Go through the records below and report each line with "markdown" in it.

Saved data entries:
━━━━━━━━━━━━━━━━━━━━━━━━━━━━━━
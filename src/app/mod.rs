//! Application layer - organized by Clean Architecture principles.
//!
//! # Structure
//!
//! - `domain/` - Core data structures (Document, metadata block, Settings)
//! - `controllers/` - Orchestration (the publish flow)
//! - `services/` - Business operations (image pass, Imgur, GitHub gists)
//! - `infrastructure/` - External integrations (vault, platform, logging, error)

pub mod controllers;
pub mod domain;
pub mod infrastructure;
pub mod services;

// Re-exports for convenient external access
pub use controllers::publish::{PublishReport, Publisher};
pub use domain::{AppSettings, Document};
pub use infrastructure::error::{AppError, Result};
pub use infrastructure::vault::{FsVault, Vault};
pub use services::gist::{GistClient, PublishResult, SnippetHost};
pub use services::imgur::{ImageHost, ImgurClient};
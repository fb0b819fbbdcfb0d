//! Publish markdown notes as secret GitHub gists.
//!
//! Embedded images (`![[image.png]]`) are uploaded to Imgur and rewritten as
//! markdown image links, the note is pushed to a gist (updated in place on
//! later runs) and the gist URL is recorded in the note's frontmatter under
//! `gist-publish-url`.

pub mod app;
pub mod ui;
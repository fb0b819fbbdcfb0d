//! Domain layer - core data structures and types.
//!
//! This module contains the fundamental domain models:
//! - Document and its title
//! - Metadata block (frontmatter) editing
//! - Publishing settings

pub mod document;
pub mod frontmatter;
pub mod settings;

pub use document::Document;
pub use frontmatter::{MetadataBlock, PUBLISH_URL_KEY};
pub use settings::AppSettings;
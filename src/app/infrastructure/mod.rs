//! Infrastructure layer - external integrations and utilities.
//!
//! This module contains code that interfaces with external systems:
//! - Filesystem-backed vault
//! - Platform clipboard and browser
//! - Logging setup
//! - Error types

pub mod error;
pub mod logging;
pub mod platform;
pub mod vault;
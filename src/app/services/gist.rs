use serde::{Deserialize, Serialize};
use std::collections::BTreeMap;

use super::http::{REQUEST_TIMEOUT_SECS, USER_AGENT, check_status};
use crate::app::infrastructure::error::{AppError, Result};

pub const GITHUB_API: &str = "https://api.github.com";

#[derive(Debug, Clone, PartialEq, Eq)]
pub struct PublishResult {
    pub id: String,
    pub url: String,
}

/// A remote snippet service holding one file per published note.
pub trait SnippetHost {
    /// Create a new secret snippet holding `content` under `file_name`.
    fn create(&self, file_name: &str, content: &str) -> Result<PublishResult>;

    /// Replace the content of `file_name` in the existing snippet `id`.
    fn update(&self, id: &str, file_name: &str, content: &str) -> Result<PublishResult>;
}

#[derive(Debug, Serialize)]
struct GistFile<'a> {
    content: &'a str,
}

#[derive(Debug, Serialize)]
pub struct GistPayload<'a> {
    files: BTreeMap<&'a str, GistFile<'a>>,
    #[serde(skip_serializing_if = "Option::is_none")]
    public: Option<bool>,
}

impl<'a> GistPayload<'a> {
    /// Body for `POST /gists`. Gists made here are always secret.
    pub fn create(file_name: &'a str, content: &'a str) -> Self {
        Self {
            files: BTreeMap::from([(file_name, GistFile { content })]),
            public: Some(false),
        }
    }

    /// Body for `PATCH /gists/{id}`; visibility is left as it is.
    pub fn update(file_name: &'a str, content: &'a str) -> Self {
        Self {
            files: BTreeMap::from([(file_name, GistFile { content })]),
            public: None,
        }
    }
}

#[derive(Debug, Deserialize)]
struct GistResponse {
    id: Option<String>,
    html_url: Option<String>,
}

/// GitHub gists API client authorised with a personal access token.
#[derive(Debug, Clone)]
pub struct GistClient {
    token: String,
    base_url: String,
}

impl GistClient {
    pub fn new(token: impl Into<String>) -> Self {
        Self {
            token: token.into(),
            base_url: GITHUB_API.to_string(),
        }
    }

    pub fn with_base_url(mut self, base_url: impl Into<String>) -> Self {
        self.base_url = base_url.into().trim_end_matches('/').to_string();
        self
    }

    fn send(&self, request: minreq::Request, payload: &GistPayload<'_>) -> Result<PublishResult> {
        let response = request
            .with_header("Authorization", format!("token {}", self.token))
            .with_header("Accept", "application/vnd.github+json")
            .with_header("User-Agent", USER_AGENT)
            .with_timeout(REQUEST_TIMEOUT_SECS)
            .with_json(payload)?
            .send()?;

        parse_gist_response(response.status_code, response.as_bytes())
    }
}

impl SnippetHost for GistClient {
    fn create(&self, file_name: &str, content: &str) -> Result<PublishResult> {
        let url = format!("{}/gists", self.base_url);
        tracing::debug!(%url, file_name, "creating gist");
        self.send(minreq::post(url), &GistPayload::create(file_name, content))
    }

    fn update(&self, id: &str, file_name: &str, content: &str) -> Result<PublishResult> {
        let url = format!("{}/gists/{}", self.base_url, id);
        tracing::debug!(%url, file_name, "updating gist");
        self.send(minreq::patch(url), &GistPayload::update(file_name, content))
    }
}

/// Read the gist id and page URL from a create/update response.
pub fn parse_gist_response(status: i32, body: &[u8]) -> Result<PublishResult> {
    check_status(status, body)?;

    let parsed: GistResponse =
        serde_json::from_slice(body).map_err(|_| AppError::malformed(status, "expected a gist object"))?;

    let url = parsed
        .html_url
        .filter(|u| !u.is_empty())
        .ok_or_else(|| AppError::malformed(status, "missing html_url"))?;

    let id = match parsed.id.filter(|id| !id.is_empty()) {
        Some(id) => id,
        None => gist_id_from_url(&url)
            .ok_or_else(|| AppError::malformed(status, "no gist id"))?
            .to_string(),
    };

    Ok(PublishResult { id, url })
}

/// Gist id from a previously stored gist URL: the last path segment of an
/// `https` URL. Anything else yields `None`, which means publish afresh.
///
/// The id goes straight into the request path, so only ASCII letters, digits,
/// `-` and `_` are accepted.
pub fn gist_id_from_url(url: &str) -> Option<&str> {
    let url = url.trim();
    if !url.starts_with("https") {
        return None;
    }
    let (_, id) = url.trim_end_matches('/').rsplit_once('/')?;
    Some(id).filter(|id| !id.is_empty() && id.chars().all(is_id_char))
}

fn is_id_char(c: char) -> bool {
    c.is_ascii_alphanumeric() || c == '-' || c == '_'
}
━━━━━━━━━━━━━━━━━━━━━━━━━━━━━━
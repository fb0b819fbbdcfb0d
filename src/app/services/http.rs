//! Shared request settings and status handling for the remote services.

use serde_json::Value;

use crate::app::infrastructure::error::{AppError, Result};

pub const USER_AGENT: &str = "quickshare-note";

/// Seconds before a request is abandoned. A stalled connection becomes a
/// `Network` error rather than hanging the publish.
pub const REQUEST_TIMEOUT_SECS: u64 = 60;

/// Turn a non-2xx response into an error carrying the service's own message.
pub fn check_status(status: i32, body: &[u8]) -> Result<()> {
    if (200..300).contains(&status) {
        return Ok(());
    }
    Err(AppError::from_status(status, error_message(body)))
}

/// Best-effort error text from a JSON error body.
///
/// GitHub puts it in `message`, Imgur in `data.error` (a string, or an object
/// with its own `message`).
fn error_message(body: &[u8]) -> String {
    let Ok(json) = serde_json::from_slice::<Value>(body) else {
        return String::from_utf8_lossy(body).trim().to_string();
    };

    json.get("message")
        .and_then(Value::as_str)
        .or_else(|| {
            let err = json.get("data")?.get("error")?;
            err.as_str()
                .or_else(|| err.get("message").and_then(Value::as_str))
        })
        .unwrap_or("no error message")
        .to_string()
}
━━━━━━━━━━━━━━━━━━━━━━━━━━━━━━
Exercise result:
//! Publish markdown notes as secret GitHub gists.
//! markdown image links, the note is pushed to a gist (updated in place on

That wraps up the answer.